Electrodynamics and spacetime geometry: Astrophysical applications

Abstract

After a brief review of the foundations of (pre-metric) electromagnetism, we explore some physical consequences of electrodynamics in curved spacetime. In general, new electromagnetic couplings and related phenomena are induced by the spacetime curvature. The applications of astrophysical interest considered here correspond essentially to the following geometries: the Schwarzschild spacetime and the spacetime around a rotating spherical mass in the weak field and slow rotation regime. In the latter, we use the Parameterised Post-Newtonian (PPN) formalism. We also explore the hypothesis that the electric and magnetic properties of vacuum reflect the spacetime isometries. Therefore, the permittivity and permeability tensors should not be considered homogeneous and isotropic a priori. For spherical geometries we consider the effect of relaxing the homogeneity assumption in the constitutive relations between the fields and excitations. This affects the generalized Gauss and Maxwell-Amp\`{e}re laws where the electric permittivity and magnetic permeability in vacuum depend on the radial coordinate in accordance with the local isometries of space.

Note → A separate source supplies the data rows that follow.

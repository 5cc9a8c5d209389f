use std::process::ExitCode;
use std::sync::Arc;

use clap::Parser;
use flexi_logger::{Duplicate, FileSpec, Logger};
use irc_client::cli::Cli;
use irc_client::client::{ClientCore, ClientEventSink};
use irc_client::config::ClientConfig;
use irc_proto::Message;
use log::{error, info};

/// Renders incoming traffic to the log until a real terminal UI is wired in.
struct LoggingEventSink;

impl ClientEventSink for LoggingEventSink {
    fn on_connected(&self) {
        info!("connected");
    }

    fn on_message(&self, msg: &Message) {
        let source = msg.source.as_deref().unwrap_or("*");
        info!("{source} {} {}", msg.command, msg.params.join(" "));
    }

    fn on_disconnected(&self, reason: &str) {
        info!("disconnected: {reason}");
    }
}

#[tokio::main]
async fn main() -> ExitCode {
    let cli = Cli::parse();
    let config = ClientConfig::from_cli(&cli);

    let mut logger = Logger::try_with_str(&config.log_level)
        .unwrap_or_else(|_| Logger::try_with_str("info").expect("built-in level parses"));
    logger = logger.duplicate_to_stderr(Duplicate::All);
    if let Some(path) = &config.log_file {
        logger = logger.log_to_file(FileSpec::try_from(path.clone()).unwrap_or_default());
    }
    if logger.start().is_err() {
        eprintln!("failed to initialize logging");
        return ExitCode::from(1);
    }

    let sink: Arc<dyn ClientEventSink> = Arc::new(LoggingEventSink);

    let mut attempts_left = config.reconnect_attempts + 1;
    let (_core, reader_handle, writer_handle) = loop {
        info!("connecting to {}:{}", config.hostname, config.port);
        attempts_left -= 1;
        match ClientCore::connect(&config, sink.clone()).await {
            Ok(handles) => break handles,
            Err(e) if attempts_left > 0 => {
                error!("connection failed: {e}, {attempts_left} attempt(s) left");
                tokio::time::sleep(std::time::Duration::from_secs(2)).await;
            }
            Err(e) => {
                error!("connection failed: {e}");
                return ExitCode::from(1);
            }
        }
    };

    let _ = reader_handle.await;
    writer_handle.abort();
    ExitCode::SUCCESS
}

For the axially symmetric geometries we relax both the assumptions of homogeneity and isotropy. We explore simple solutions and discuss the physical implications related to different phenomena such as: the decay of electromagnetic fields in the presence of gravity, magnetic terms in Gauss law due to the gravitomagnetism of the spacetime around rotating objects, a frame-dragging effect on electric fields and the possibility of a spatial (radial) variability of the velocity of light in vacuum around spherical astrophysical objects for strong gravitational fields.